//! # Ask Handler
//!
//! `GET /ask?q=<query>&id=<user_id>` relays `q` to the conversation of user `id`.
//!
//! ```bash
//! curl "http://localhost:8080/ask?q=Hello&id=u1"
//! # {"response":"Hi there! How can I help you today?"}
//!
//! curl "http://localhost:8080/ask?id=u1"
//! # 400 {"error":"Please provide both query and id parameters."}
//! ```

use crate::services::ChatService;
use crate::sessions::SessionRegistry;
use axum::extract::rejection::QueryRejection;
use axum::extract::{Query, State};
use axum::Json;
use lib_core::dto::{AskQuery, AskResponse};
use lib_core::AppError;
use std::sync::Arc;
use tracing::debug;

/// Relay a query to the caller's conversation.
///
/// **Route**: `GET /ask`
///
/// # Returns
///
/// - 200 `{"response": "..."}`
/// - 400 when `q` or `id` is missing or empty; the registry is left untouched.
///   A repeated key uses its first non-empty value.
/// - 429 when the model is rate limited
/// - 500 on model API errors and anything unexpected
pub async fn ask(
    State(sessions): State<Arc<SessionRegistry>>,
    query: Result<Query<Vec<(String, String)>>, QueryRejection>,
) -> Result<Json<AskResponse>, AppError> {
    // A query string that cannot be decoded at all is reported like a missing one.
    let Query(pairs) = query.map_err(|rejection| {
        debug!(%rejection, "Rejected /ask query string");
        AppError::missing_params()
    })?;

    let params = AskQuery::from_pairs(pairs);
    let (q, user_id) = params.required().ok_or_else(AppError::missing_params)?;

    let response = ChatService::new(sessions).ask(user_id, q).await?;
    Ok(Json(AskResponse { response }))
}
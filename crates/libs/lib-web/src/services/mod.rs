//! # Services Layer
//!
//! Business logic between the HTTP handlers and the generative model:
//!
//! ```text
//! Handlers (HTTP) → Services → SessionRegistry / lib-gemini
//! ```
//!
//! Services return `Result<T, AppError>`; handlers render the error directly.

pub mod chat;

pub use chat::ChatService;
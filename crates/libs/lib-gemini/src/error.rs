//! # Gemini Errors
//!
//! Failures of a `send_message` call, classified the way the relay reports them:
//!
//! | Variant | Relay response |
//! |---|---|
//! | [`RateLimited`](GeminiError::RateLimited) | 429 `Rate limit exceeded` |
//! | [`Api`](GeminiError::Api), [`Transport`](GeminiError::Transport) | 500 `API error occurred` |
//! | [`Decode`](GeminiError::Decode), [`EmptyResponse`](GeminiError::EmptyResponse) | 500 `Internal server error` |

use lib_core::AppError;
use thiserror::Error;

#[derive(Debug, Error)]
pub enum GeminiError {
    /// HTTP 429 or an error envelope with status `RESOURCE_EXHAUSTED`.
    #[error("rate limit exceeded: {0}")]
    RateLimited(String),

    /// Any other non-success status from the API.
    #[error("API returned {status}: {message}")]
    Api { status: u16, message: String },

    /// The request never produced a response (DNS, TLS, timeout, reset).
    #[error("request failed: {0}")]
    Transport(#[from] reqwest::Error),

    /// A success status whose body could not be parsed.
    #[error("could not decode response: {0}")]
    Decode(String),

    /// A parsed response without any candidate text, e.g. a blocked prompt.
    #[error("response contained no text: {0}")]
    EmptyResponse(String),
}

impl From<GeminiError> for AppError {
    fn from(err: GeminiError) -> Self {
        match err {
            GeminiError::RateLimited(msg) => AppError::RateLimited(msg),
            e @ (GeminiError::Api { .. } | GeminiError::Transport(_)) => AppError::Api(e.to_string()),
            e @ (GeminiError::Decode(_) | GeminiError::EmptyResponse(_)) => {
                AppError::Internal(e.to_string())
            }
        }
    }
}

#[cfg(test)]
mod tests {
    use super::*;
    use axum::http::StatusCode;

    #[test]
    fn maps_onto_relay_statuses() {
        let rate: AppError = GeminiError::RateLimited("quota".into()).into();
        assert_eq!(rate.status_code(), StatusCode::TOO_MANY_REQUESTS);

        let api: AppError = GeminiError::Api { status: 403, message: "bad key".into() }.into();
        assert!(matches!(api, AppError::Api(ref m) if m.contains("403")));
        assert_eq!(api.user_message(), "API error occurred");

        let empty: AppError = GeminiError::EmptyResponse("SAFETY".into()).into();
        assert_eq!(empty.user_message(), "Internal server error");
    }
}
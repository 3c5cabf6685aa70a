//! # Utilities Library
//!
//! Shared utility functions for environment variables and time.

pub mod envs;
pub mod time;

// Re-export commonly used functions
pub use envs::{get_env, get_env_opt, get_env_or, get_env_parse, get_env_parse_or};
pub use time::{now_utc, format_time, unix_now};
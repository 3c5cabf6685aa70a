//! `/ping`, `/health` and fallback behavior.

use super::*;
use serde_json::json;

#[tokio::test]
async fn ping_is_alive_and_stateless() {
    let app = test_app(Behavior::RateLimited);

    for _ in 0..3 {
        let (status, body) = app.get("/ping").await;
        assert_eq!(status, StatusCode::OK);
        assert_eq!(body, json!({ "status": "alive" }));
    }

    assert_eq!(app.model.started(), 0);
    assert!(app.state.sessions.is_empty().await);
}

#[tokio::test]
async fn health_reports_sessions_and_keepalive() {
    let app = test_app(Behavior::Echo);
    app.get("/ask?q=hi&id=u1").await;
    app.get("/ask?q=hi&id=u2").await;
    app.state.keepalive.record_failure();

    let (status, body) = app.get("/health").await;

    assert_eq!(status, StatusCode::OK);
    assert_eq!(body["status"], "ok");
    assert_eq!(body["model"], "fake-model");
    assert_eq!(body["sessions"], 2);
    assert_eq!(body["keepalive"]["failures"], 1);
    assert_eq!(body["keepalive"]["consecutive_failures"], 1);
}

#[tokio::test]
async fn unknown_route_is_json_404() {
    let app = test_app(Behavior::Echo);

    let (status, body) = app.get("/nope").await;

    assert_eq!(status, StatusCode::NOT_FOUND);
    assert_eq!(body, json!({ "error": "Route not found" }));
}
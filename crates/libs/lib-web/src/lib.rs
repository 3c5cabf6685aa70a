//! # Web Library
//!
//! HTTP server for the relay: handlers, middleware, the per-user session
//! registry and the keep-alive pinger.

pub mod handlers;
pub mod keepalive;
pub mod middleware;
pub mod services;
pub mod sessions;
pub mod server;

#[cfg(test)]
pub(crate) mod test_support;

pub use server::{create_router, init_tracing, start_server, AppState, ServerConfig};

++++

> Goal of the exercise
Copy out all of the lines above exactly.

> Task answer
//! # Ask Handler
//!
//! `GET /ask?q=<query>&id=<user_id>` relays `q` to the conversation of user `id`.
//!
//! ```bash
//! curl "http://localhost:8080/ask?q=Hello&id=u1"
//! # {"response":"Hi there! How can I help you today?"}
//!
//! curl "http://localhost:8080/ask?id=u1"
//! # 400 {"error":"Please provide both query and id parameters."}
//! ```

use crate::services::ChatService;
use crate::sessions::SessionRegistry;
use axum::extract::rejection::QueryRejection;
use axum::extract::{Query, State};
use axum::Json;
use lib_core::dto::{AskQuery, AskResponse};
use lib_core::AppError;
use std::sync::Arc;
use tracing::debug;

/// Relay a query to the caller's conversation.
///
/// **Route**: `GET /ask`
///
/// # Returns
///
/// - 200 `{"response": "..."}`
/// - 400 when `q` or `id` is missing or empty; the registry is left untouched.
///   A repeated key uses its first non-empty value.
/// - 429 when the model is rate limited
/// - 500 on model API errors and anything unexpected
pub async fn ask(
    State(sessions): State<Arc<SessionRegistry>>,
    query: Result<Query<Vec<(String, String)>>, QueryRejection>,
) -> Result<Json<AskResponse>, AppError> {
    // A query string that cannot be decoded at all is reported like a missing one.
    let Query(pairs) = query.map_err(|rejection| {
        debug!(%rejection, "Rejected /ask query string");
        AppError::missing_params()
    })?;

    let params = AskQuery::from_pairs(pairs);
    let (q, user_id) = params.required().ok_or_else(AppError::missing_params)?;

    let response = ChatService::new(sessions).ask(user_id, q).await?;
    Ok(Json(AskResponse { response }))
}
filename crates/libs/lib-web/src/services/mod.rs
//! # Services Layer
//!
//! Business logic between the HTTP handlers and the generative model:
//!
//! ```text
//! Handlers (HTTP) → Services → SessionRegistry / lib-gemini
//! ```
//!
//! Services return `Result<T, AppError>`; handlers render the error directly.

pub mod chat;

pub use chat::ChatService;
filename crates/libs/lib-gemini/src/error.rs
//! # Gemini Errors
//!
//! Failures of a `send_message` call, classified the way the relay reports them:
//!
//! | Variant | Relay response |
//! |---|---|
//! | [`RateLimited`](GeminiError::RateLimited) | 429 `Rate limit exceeded` |
//! | [`Api`](GeminiError::Api), [`Transport`](GeminiError::Transport) | 500 `API error occurred` |
//! | [`Decode`](GeminiError::Decode), [`EmptyResponse`](GeminiError::EmptyResponse) | 500 `Internal server error` |

use lib_core::AppError;
use thiserror::Error;

#[derive(Debug, Error)]
pub enum GeminiError {
    /// HTTP 429 or an error envelope with status `RESOURCE_EXHAUSTED`.
    #[error("rate limit exceeded: {0}")]
    RateLimited(String),

    /// Any other non-success status from the API.
    #[error("API returned {status}: {message}")]
    Api { status: u16, message: String },

    /// The request never produced a response (DNS, TLS, timeout, reset).
    #[error("request failed: {0}")]
    Transport(#[from] reqwest::Error),

    /// A success status whose body could not be parsed.
    #[error("could not decode response: {0}")]
    Decode(String),

    /// A parsed response without any candidate text, e.g. a blocked prompt.
    #[error("response contained no text: {0}")]
    EmptyResponse(String),
}

impl From<GeminiError> for AppError {
    fn from(err: GeminiError) -> Self {
        match err {
            GeminiError::RateLimited(msg) => AppError::RateLimited(msg),
            e @ (GeminiError::Api { .. } | GeminiError::Transport(_)) => AppError::Api(e.to_string()),
            e @ (GeminiError::Decode(_) | GeminiError::EmptyResponse(_)) => {
                AppError::Internal(e.to_string())
            }
        }
    }
}

#[cfg(test)]
mod tests {
    use super::*;
    use axum::http::StatusCode;

    #[test]
    fn maps_onto_relay_statuses() {
        let rate: AppError = GeminiError::RateLimited("quota".into()).into();
        assert_eq!(rate.status_code(), StatusCode::TOO_MANY_REQUESTS);

        let api: AppError = GeminiError::Api { status: 403, message: "bad key".into() }.into();
        assert!(matches!(api, AppError::Api(ref m) if m.contains("403")));
        assert_eq!(api.user_message(), "API error occurred");

        let empty: AppError = GeminiError::EmptyResponse("SAFETY".into()).into();
        assert_eq!(empty.user_message(), "Internal server error");
    }
}
repository 3c5cabf6685aa70a
//! # Utilities Library
//!
//! Shared utility functions for environment variables and time.

pub mod envs;
pub mod time;

// Re-export commonly used functions
pub use envs::{get_env, get_env_opt, get_env_or, get_env_parse, get_env_parse_or};
pub use time::{now_utc, format_time, unix_now};
repository 3c5cabf6685aa70a
//! `/ping`, `/health` and fallback behavior.

use super::*;
use serde_json::json;

#[tokio::test]
async fn ping_is_alive_and_stateless() {
    let app = test_app(Behavior::RateLimited);

    for _ in 0..3 {
        let (status, body) = app.get("/ping").await;
        assert_eq!(status, StatusCode::OK);
        assert_eq!(body, json!({ "status": "alive" }));
    }

    assert_eq!(app.model.started(), 0);
    assert!(app.state.sessions.is_empty().await);
}

#[tokio::test]
async fn health_reports_sessions_and_keepalive() {
    let app = test_app(Behavior::Echo);
    app.get("/ask?q=hi&id=u1").await;
    app.get("/ask?q=hi&id=u2").await;
    app.state.keepalive.record_failure();

    let (status, body) = app.get("/health").await;

    assert_eq!(status, StatusCode::OK);
    assert_eq!(body["status"], "ok");
    assert_eq!(body["model"], "fake-model");
    assert_eq!(body["sessions"], 2);
    assert_eq!(body["keepalive"]["failures"], 1);
    assert_eq!(body["keepalive"]["consecutive_failures"], 1);
}

#[tokio::test]
async fn unknown_route_is_json_404() {
    let app = test_app(Behavior::Echo);

    let (status, body) = app.get("/nope").await;

    assert_eq!(status, StatusCode::NOT_FOUND);
    assert_eq!(body, json!({ "error": "Route not found" }));
}
filename crates/libs/lib-web/src/lib.rs
repository 3c5cabf6685aa70a
//! # Web Library
//!
//! HTTP server for the relay: handlers, middleware, the per-user session
//! registry and the keep-alive pinger.

pub mod handlers;
pub mod keepalive;
pub mod middleware;
pub mod services;
pub mod sessions;
pub mod server;

#[cfg(test)]
pub(crate) mod test_support;

pub use server::{create_router, init_tracing, start_server, AppState, ServerConfig};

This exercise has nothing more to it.